ACTIVITY: Scan the entries for lines with the word "match" and copy those lines.

(Stored entries)
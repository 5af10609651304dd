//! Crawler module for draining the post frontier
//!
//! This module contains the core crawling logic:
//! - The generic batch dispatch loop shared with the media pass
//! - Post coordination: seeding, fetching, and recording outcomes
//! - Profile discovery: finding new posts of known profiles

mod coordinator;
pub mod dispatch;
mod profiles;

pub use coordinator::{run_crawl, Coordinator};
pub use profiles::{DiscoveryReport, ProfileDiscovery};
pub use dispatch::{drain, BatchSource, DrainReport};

==

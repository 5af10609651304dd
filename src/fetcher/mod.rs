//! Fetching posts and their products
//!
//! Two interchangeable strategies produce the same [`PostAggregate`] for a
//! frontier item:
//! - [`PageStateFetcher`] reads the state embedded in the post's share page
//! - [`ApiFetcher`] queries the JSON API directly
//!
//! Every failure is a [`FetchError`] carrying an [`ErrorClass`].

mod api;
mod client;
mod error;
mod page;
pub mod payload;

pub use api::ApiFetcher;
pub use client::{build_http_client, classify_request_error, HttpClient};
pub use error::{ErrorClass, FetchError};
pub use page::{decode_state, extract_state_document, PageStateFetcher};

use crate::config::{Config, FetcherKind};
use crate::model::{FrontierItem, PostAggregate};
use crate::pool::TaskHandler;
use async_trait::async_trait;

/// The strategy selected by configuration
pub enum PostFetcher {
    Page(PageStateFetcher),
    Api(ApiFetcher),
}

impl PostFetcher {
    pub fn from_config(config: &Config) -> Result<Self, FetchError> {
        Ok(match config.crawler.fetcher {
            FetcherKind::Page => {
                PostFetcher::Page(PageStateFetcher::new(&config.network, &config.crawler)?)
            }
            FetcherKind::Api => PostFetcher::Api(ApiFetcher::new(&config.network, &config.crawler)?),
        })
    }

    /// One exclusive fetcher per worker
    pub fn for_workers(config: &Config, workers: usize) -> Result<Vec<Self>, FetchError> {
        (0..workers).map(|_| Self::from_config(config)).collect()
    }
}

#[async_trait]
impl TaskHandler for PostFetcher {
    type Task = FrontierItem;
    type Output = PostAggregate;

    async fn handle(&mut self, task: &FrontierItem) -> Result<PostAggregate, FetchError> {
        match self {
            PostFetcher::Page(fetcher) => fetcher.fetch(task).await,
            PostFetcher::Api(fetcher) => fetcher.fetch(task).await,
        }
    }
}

RESULT:
        Ok(match config.crawler.fetcher {
        match self {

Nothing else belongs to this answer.